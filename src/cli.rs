// src/cli.rs
// =============================================================================
// This file defines our command-line interface using the `clap` crate.
//
// There is exactly one option, the root page to crawl:
//
//   sitemap-crawler -url https://example.com
//   sitemap-crawler --url=https://example.com
//   sitemap-crawler                           (crawls https://golang.org)
//
// clap only understands single-dash flags with one letter, so "-url" is
// rewritten to "--url" before parsing.
//
// Rust concepts:
// - Derive macros: clap generates the parser from the struct definition
// - Iterators: map over argv without collecting it first
// =============================================================================

use std::ffi::OsString;

use clap::Parser;

use crate::crawl::CrawlConfig;

pub const DEFAULT_ROOT_URL: &str = "https://golang.org";

#[derive(Parser, Debug)]
#[command(
    name = "sitemap-crawler",
    version,
    about = "Crawl a website from a root page and print every same-domain page visited",
    long_about = "sitemap-crawler fetches the root page, follows every link that stays on the \
                  root's domain, and prints each page it visits. Set RUST_LOG=debug to see \
                  which links were discarded and why."
)]
pub struct Cli {
    /// URL of the root web page to build the sitemap from
    #[arg(long = "url", default_value = DEFAULT_ROOT_URL)]
    pub url: String,
}

impl Cli {
    // Parses the real process arguments, accepting "-url" as well
    pub fn parse_args() -> Self {
        Self::parse_from(normalize_args(std::env::args_os()))
    }

    pub fn crawl_config(&self) -> CrawlConfig {
        CrawlConfig {
            root: self.url.clone(),
        }
    }
}

// Rewrites "-url X" / "-url=X" to "--url X" / "--url=X"
//
// Arguments after a bare "--" are left untouched.
fn normalize_args<I>(args: I) -> impl Iterator<Item = OsString>
where
    I: IntoIterator<Item = OsString>,
{
    let mut passthrough = false;
    args.into_iter().map(move |arg| {
        if passthrough {
            return arg;
        }
        let rewritten = match arg.to_str() {
            Some("--") => {
                passthrough = true;
                None
            }
            Some("-url") => Some(OsString::from("--url")),
            Some(s) if s.starts_with("-url=") => Some(OsString::from(format!("-{}", s))),
            _ => None,
        };
        rewritten.unwrap_or(arg)
    })
}
use std::process::{Command, ExitStatus, Output};

use colored::Colorize;
use log::debug;

use crate::error::AppError;

/// Git operations performed on the user's behalf
pub trait Git {
    /// Sets the global user.email
    fn set_global_email(&mut self, email: &str) -> Result<(), AppError>;

    /// Clones `url` into the current directory
    fn clone_repo(&mut self, url: &str) -> Result<(), AppError>;
}

/// Runs the real `git` binary
#[derive(Debug, Default)]
pub struct SystemGit;

impl SystemGit {
    fn command(args: &[&str]) -> (Command, String) {
        let display = format!("git {}", args.join(" "));
        println!("{} {}", "running command =>".blue(), display);
        debug!("spawning {args:?}");

        let mut command = Command::new("git");
        command.args(args);
        (command, display)
    }
}

fn spawn_failed(command: &str, err: std::io::Error) -> AppError {
    AppError::ExternalCommand {
        command: command.to_string(),
        detail: err.to_string(),
    }
}

impl Git for SystemGit {
    fn set_global_email(&mut self, email: &str) -> Result<(), AppError> {
        let (mut command, display) = Self::command(&["config", "--global", "user.email", email]);
        let git_command_output: Output =
            command.output().map_err(|err| spawn_failed(&display, err))?;

        if !git_command_output.status.success() {
            return Err(AppError::ExternalCommand {
                command: display,
                detail: String::from_utf8_lossy(&git_command_output.stderr)
                    .trim()
                    .to_string(),
            });
        }

        Ok(())
    }

    fn clone_repo(&mut self, url: &str) -> Result<(), AppError> {
        let (mut command, display) = Self::command(&["clone", url]);
        let status: ExitStatus = command.status().map_err(|err| spawn_failed(&display, err))?;

        if !status.success() {
            return Err(AppError::ExternalCommand {
                command: display,
                detail: status.to_string(),
            });
        }

        Ok(())
    }
}
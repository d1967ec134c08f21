use colored::Colorize;
use log::info;

use crate::{
    cli::Action,
    error::AppError,
    git::Git,
    profile::ProfileStore,
    resolver::resolve,
    storage::{load_profiles, ConfigPaths, SessionState},
};

/// Runs `action` against the files in `paths`
pub fn execute(action: &Action, paths: &ConfigPaths, git: &mut dyn Git) -> Result<(), AppError> {
    let session = SessionState::new(paths);

    match action {
        Action::Info => {
            println!("{}", session.get_active()?);
            Ok(())
        }
        Action::Switch { account } => {
            let store = load_profiles(paths)?;
            switch_account(&store, &session, git, account)
        }
        Action::SwitchAndClone { account, repo } => {
            let store = load_profiles(paths)?;
            switch_and_clone(&store, &session, git, account, repo)
        }
    }
}

/// Records `account` as active and points the global git identity at it
///
/// Nothing is written when the account is unknown.
pub fn switch_account(
    store: &ProfileStore,
    session: &SessionState,
    git: &mut dyn Git,
    account: &str,
) -> Result<(), AppError> {
    let profile = store.get(account)?;
    session.set_active(account)?;
    git.set_global_email(&profile.email)?;
    info!("switched to '{account}' <{}>", profile.email);
    println!("{} {}", "switched to account:".green(), account);
    Ok(())
}

/// Switches to `account`, then clones `repo` using its URL prefix
///
/// The URL is resolved before switching, so a malformed identifier leaves the
/// session and git config untouched. The session stays switched if the clone
/// fails.
pub fn switch_and_clone(
    store: &ProfileStore,
    session: &SessionState,
    git: &mut dyn Git,
    account: &str,
    repo: &str,
) -> Result<(), AppError> {
    let url = resolve(store, account, repo)?;
    switch_account(store, session, git, account)?;
    println!("{}", url);
    git.clone_repo(&url)
}
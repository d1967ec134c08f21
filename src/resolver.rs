use crate::{error::AppError, profile::ProfileStore};

/// Separator between owner and repository name
const SEPARATOR: char = '/';

/// `owner/name` shorthand for a remote repository
#[derive(Debug, Clone, Copy, PartialEq, Eq)]
pub struct RepositoryIdentifier<'a> {
    pub owner: &'a str,
    pub name: &'a str,
}

impl<'a> RepositoryIdentifier<'a> {
    /// Splits `identifier` on its single `/`, both halves non-empty
    pub fn parse(identifier: &'a str) -> Result<Self, AppError> {
        let malformed = || AppError::MalformedIdentifier(identifier.to_string());

        let (owner, name) = identifier.split_once(SEPARATOR).ok_or_else(malformed)?;
        if owner.is_empty() || name.is_empty() || name.contains(SEPARATOR) {
            return Err(malformed());
        }
        Ok(Self { owner, name })
    }
}

/// Builds the clone URL for `identifier` under `account`'s prefix
///
/// # Arguments
/// * `store` - Loaded account profiles
/// * `account` - Account name to take the prefix from
/// * `identifier` - Repository in `owner/name` form
pub fn resolve(store: &ProfileStore, account: &str, identifier: &str) -> Result<String, AppError> {
    let profile = store.get(account)?;
    let repo = RepositoryIdentifier::parse(identifier)?;
    Ok(format!("{}:{}/{}.git", profile.prefix, repo.owner, repo.name))
}
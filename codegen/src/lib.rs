//! Cosine table code generator.
//!
//! Renders a [`CosTable`] as a chain of C-style conditional returns, one
//! two-line block per sample, ready to paste into the body of a lookup
//! function in a host program:
//!
//! ```text
//!     if (i == 0)
//!         return 1.0;
//!     if (i == 1)
//!         return 0.9999952938095762;
//! ```
//!
//! # Entry Point
//!
//! ```no_run
//! use cos_table_codegen::{generate_for_count, Destination};
//!
//! let report = generate_for_count(1024, &Destination::File("cos_table.txt".into()))
//!     .expect("Failed to write table");
//! assert_eq!(report.block_count, 1024);
//! ```

#![deny(
    clippy::unwrap_used,
    clippy::expect_used,
    clippy::panic,
    missing_docs,
    clippy::missing_errors_doc
)]

pub mod chain;
pub mod emit;
pub mod error;
pub mod number;

use cos_table::CosTable;
use serde::Serialize;

pub use chain::{emit_chain, render_block, render_chain, ChainStats};
pub use emit::Destination;
pub use error::EmitError;
pub use number::render_value;

/// Report of what was generated.
#[derive(Debug, Clone, PartialEq, Serialize)]
pub struct GenerationReport {
    /// Number of samples in the table (`n`).
    pub sample_count: usize,
    /// Number of if/return blocks actually written to the destination.
    pub block_count: usize,
    /// Bytes written to the destination.
    pub bytes_written: usize,
    /// Where the table went.
    pub destination: String,
    /// Rendered value of the `i = 0` block.
    pub first_value: Option<String>,
    /// Rendered value of the `i = n - 1` block.
    pub last_value: Option<String>,
}

/// Writes the complete chain for `table` to `destination`.
///
/// The destination is released when this returns, on success or failure.
///
/// # Errors
///
/// Returns [`EmitError::Io`] if the destination cannot be opened, written, or
/// flushed.
pub fn generate(
    table: &CosTable,
    destination: &Destination,
) -> Result<GenerationReport, EmitError> {
    let sink = destination.open()?;
    let stats = emit_chain(table, sink).map_err(|source| EmitError::Io {
        destination: destination.to_string(),
        source,
    })?;
    log::info!(
        "wrote {} blocks ({} bytes) to {}",
        stats.blocks,
        stats.bytes,
        destination
    );

    Ok(GenerationReport {
        sample_count: table.len(),
        block_count: stats.blocks,
        bytes_written: stats.bytes,
        destination: destination.to_string(),
        first_value: table.first().map(|s| render_value(s.value)),
        last_value: table.last().map(|s| render_value(s.value)),
    })
}

/// Builds a table of `count` samples and writes it to `destination`.
///
/// # Errors
///
/// Returns [`EmitError::Table`] for a zero count, or [`EmitError::Io`] if the
/// destination fails.
pub fn generate_for_count(
    count: usize,
    destination: &Destination,
) -> Result<GenerationReport, EmitError> {
    let table = CosTable::generate(count)?;
    log::debug!("generating {count}-entry table for {destination}");
    generate(&table, destination)
}
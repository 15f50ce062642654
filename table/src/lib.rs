//! Cosine lookup table encoded as typed Rust data.
//!
//! The `cos-table` crate computes `n` evenly spaced samples of `cos` over the
//! half-open interval `[0, π)`: sample `i` holds `cos(i · π / n)`. The table is
//! built once and never mutated; code generators and validators borrow it.
//!
//! # Entry Point
//!
//! ```
//! let table = cos_table::CosTable::default_table();
//! assert_eq!(table.len(), cos_table::DEFAULT_SAMPLE_COUNT);
//! assert_eq!(table.samples()[0].value, 1.0);
//! ```

#![deny(
    clippy::unwrap_used,
    clippy::expect_used,
    clippy::panic,
    missing_docs,
    clippy::missing_errors_doc
)]

pub mod error;
pub mod model;

pub use error::TableError;
pub use model::{cos_sample, CosTable, Sample, DEFAULT_SAMPLE_COUNT};
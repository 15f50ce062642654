//! Checks run against a parsed chain.
//!
//! Each validator appends its results to a shared [`ConformanceReport`](crate::ConformanceReport).

pub mod boundaries;
pub mod count;
pub mod ordering;
pub mod values;

/// Most detail lines a single check reports.
pub(crate) const MAX_DETAILS: usize = 10;

/// Truncates `details` to [`MAX_DETAILS`], noting how many were dropped.
pub(crate) fn cap_details(mut details: Vec<String>) -> Vec<String> {
    if details.len() > MAX_DETAILS {
        let dropped = details.len() - MAX_DETAILS;
        details.truncate(MAX_DETAILS);
        details.push(format!("... and {dropped} more"));
    }
    details
}
//! Errors raised while building a table.

use thiserror::Error;

/// Failure to construct a [`CosTable`](crate::CosTable).
#[derive(Debug, Error, Clone, Copy, PartialEq, Eq)]
pub enum TableError {
    /// A table needs at least one sample.
    #[error("sample count must be positive, got 0")]
    EmptyTable,
}
//! If/return chain rendering.
//!
//! Each sample becomes a two-line block:
//!
//! ```text
//!     if (i == 3)
//!         return 0.9999576331629252;
//! ```
//!
//! Blocks are concatenated in index order with no separator beyond their own
//! trailing newlines.

use std::io::{self, Write};

use cos_table::{CosTable, Sample};

use crate::emit::SourceBuffer;
use crate::number::render_value;

/// Rough upper bound on the size of one block, used to presize buffers.
const BLOCK_CAPACITY: usize = 64;

/// Appends the block for `sample` to `out`.
pub fn push_block(out: &mut SourceBuffer, sample: &Sample) {
    out.line(1, &format!("if (i == {})", sample.index));
    out.line(2, &format!("return {};", render_value(sample.value)));
}

/// Renders the block for a single sample.
#[must_use]
pub fn render_block(sample: &Sample) -> String {
    let mut out = SourceBuffer::with_capacity(BLOCK_CAPACITY);
    push_block(&mut out, sample);
    out.finish()
}

/// Renders the whole table as one string.
#[must_use]
pub fn render_chain(table: &CosTable) -> String {
    let mut out = SourceBuffer::with_capacity(table.len() * BLOCK_CAPACITY);
    for sample in table {
        push_block(&mut out, sample);
    }
    out.finish()
}

/// What [`emit_chain`] wrote.
#[derive(Debug, Clone, Copy, PartialEq, Eq)]
pub struct ChainStats {
    /// Blocks written.
    pub blocks: usize,
    /// Bytes written.
    pub bytes: usize,
}

/// Streams every block of `table` into `sink` and flushes it.
///
/// # Errors
///
/// Returns any error raised by `sink`.
pub fn emit_chain<W: Write>(table: &CosTable, mut sink: W) -> io::Result<ChainStats> {
    let mut stats = ChainStats { blocks: 0, bytes: 0 };
    for sample in table {
        let block = render_block(sample);
        sink.write_all(block.as_bytes())?;
        stats.blocks += 1;
        stats.bytes += block.len();
    }
    sink.flush()?;
    Ok(stats)
}
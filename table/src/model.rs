//! Core table model types.
//!
//! A [`CosTable`] is an ordered, immutable list of [`Sample`]s. Index `i`
//! always sits at position `i`, so lookups are a single slice access.

use std::f64::consts::PI;

use serde::Serialize;

use crate::error::TableError;

/// Sample count used when none is given.
pub const DEFAULT_SAMPLE_COUNT: usize = 1024;

/// Computes the cosine sample for `index` in a table of `count` entries.
///
/// The argument is `(index · π) / count`, multiplied before dividing. Any
/// change to that order shifts the last bit of some samples.
#[must_use]
pub fn cos_sample(index: usize, count: usize) -> f64 {
    ((index as f64 * PI) / count as f64).cos()
}

/// One table entry.
#[derive(Debug, Clone, Copy, PartialEq, Serialize)]
pub struct Sample {
    /// Position in the table, `0 <= index < count`.
    pub index: usize,
    /// `cos(index · π / count)`.
    pub value: f64,
}

/// A precomputed cosine lookup table over `[0, π)`.
#[derive(Debug, Clone, PartialEq, Serialize)]
pub struct CosTable {
    samples: Vec<Sample>,
}

impl CosTable {
    /// Computes all `count` samples in ascending index order.
    ///
    /// # Errors
    ///
    /// Returns [`TableError::EmptyTable`] when `count` is zero.
    pub fn generate(count: usize) -> Result<Self, TableError> {
        if count == 0 {
            return Err(TableError::EmptyTable);
        }
        let table = Self::compute(count);
        log::debug!("computed {} cosine samples", table.len());
        Ok(table)
    }

    /// Returns the table with [`DEFAULT_SAMPLE_COUNT`] samples.
    #[must_use]
    pub fn default_table() -> Self {
        Self::compute(DEFAULT_SAMPLE_COUNT)
    }

    fn compute(count: usize) -> Self {
        let samples = (0..count)
            .map(|index| Sample {
                index,
                value: cos_sample(index, count),
            })
            .collect();
        Self { samples }
    }

    /// All samples, ordered by index.
    #[must_use]
    pub fn samples(&self) -> &[Sample] {
        &self.samples
    }

    /// Number of samples (`n`).
    #[must_use]
    pub fn len(&self) -> usize {
        self.samples.len()
    }

    /// Always false; a table holds at least one sample.
    #[must_use]
    pub fn is_empty(&self) -> bool {
        self.samples.is_empty()
    }

    /// Returns the sample at `index`, if in range.
    #[must_use]
    pub fn get(&self, index: usize) -> Option<&Sample> {
        self.samples.get(index)
    }

    /// The `i = 0` sample, always `1.0`.
    #[must_use]
    pub fn first(&self) -> Option<&Sample> {
        self.samples.first()
    }

    /// The `i = n - 1` sample, just above `-1.0`.
    #[must_use]
    pub fn last(&self) -> Option<&Sample> {
        self.samples.last()
    }

    /// Iterates the samples in index order.
    pub fn iter(&self) -> std::slice::Iter<'_, Sample> {
        self.samples.iter()
    }
}

impl<'a> IntoIterator for &'a CosTable {
    type Item = &'a Sample;
    type IntoIter = std::slice::Iter<'a, Sample>;

    fn into_iter(self) -> Self::IntoIter {
        self.samples.iter()
    }
}
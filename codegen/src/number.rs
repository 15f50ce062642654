//! Floating-point literal rendering.
//!
//! Values are written as the shortest decimal string that parses back to the
//! same `f64`. Magnitudes below `1e-4` or at least `1e16` switch to scientific
//! notation with a signed, zero-padded two-digit exponent (`1e-05`, `1e+16`).
//! Integral values in the decimal range keep a trailing `.0`. The result is a
//! valid C `double` literal for every finite input.

/// Smallest magnitude rendered in positional notation.
const POSITIONAL_MIN: f64 = 1e-4;
/// Smallest magnitude rendered in scientific notation on the high side.
const POSITIONAL_MAX: f64 = 1e16;

/// Renders `value` as a round-trippable literal.
#[must_use]
pub fn render_value(value: f64) -> String {
    let magnitude = value.abs();
    if value.is_finite() && value != 0.0 && !(POSITIONAL_MIN..POSITIONAL_MAX).contains(&magnitude)
    {
        render_scientific(value)
    } else {
        // Debug keeps the `.0` on integral values and is shortest-round-trip.
        format!("{value:?}")
    }
}

fn render_scientific(value: f64) -> String {
    let raw = format!("{value:e}");
    let Some((mantissa, exponent)) = raw.split_once('e') else {
        return raw;
    };
    let (sign, digits) = match exponent.strip_prefix('-') {
        Some(digits) => ('-', digits),
        None => ('+', exponent),
    };
    format!("{mantissa}e{sign}{digits:0>2}")
}

#[cfg(test)]
#[allow(clippy::unwrap_used)]
mod tests {
    use super::*;

    #[test]
    fn integral_values_keep_fraction() {
        assert_eq!(render_value(1.0), "1.0");
        assert_eq!(render_value(-1.0), "-1.0");
        assert_eq!(render_value(0.0), "0.0");
        assert_eq!(render_value(1e15), "1000000000000000.0");
    }

    #[test]
    fn positional_range() {
        assert_eq!(render_value(0.5), "0.5");
        assert_eq!(render_value(0.0001), "0.0001");
        assert_eq!(render_value(0.9999952938095762), "0.9999952938095762");
        assert_eq!(render_value(-0.7071067811865475), "-0.7071067811865475");
    }

    #[test]
    fn scientific_range() {
        assert_eq!(render_value(6.123233995736766e-17), "6.123233995736766e-17");
        assert_eq!(render_value(0.00001), "1e-05");
        assert_eq!(render_value(-2.5e-7), "-2.5e-07");
        assert_eq!(render_value(1e16), "1e+16");
        assert_eq!(render_value(1.5e300), "1.5e+300");
    }

    #[test]
    fn round_trips() {
        for v in [1.0, 0.1, 1.0 / 3.0, 6.123233995736766e-17, -0.9999952938095762] {
            assert_eq!(render_value(v).parse::<f64>().unwrap().to_bits(), v.to_bits());
        }
    }
}
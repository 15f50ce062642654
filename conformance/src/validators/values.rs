//! Value check: every returned value matches a fresh recomputation of
//! `cos(i · π / n)`.
//!
//! Numeric disagreement beyond [`TOLERANCE`] fails. Text that parses to a
//! matching number but differs from the generator's own rendering only warns.

use cos_table::cos_sample;
use cos_table_codegen::render_value;

use crate::parse::ParsedBlock;
use crate::report::{CheckResult, ConformanceReport};
use crate::validators::cap_details;

/// Absolute tolerance between a parsed value and its recomputation.
pub const TOLERANCE: f64 = 1e-15;

const CHECK: &str = "chain/values";
const TEXT_CHECK: &str = "chain/values-text";

/// Checks each block's value against `cos_sample(index, count)`.
pub fn validate(blocks: &[ParsedBlock], count: usize, report: &mut ConformanceReport) {
    let mut wrong = Vec::new();
    let mut restyled = Vec::new();

    for block in blocks {
        let expected = cos_sample(block.index, count);
        let diff = (block.value - expected).abs();
        if diff.is_nan() || diff > TOLERANCE {
            wrong.push(format!(
                "line {}: i == {} returns {}, expected {}",
                block.line + 1,
                block.index,
                block.text,
                render_value(expected)
            ));
        } else if block.text != render_value(block.value) {
            restyled.push(format!(
                "line {}: {} is written as {}",
                block.line + 1,
                block.text,
                render_value(block.value)
            ));
        }
    }

    if wrong.is_empty() {
        report.push(CheckResult::pass(
            CHECK,
            format!("{} values within {TOLERANCE:e} of cos(i*pi/{count})", blocks.len()),
        ));
    } else {
        report.push(
            CheckResult::fail(CHECK, format!("{} values disagree", wrong.len()))
                .with_details(cap_details(wrong)),
        );
    }

    if !restyled.is_empty() {
        report.push(
            CheckResult::warn(
                TEXT_CHECK,
                format!("{} values not in shortest form", restyled.len()),
            )
            .with_details(cap_details(restyled)),
        );
    }
}

#[cfg(test)]
#[allow(clippy::unwrap_used)]
mod tests {
    use super::*;

    fn block(index: usize, value: f64) -> ParsedBlock {
        ParsedBlock {
            line: index * 2 + 1,
            index,
            value,
            text: render_value(value),
        }
    }

    #[test]
    fn nan_value_fails() {
        let blocks: Vec<ParsedBlock> = (0..8)
            .map(|i| block(i, if i == 2 { f64::NAN } else { cos_sample(i, 8) }))
            .collect();
        let mut report = ConformanceReport::new();
        validate(&blocks, 8, &mut report);
        let values = report.find(CHECK).unwrap();
        assert!(values.is_failure());
        assert_eq!(values.details.len(), 1);
        assert!(values.details[0].contains("i == 2"));
    }

    #[test]
    fn exact_values_pass() {
        let blocks: Vec<ParsedBlock> = (0..8).map(|i| block(i, cos_sample(i, 8))).collect();
        let mut report = ConformanceReport::new();
        validate(&blocks, 8, &mut report);
        assert!(report.all_passed());
        assert!(report.find(TEXT_CHECK).is_none());
    }
}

§ Work required
Copy every line of the entries above in which "notation" occurs.

§ Expected answer
//! notation with a signed, zero-padded two-digit exponent (`1e-05`, `1e+16`).
/// Smallest magnitude rendered in positional notation.
/// Smallest magnitude rendered in scientific notation on the high side.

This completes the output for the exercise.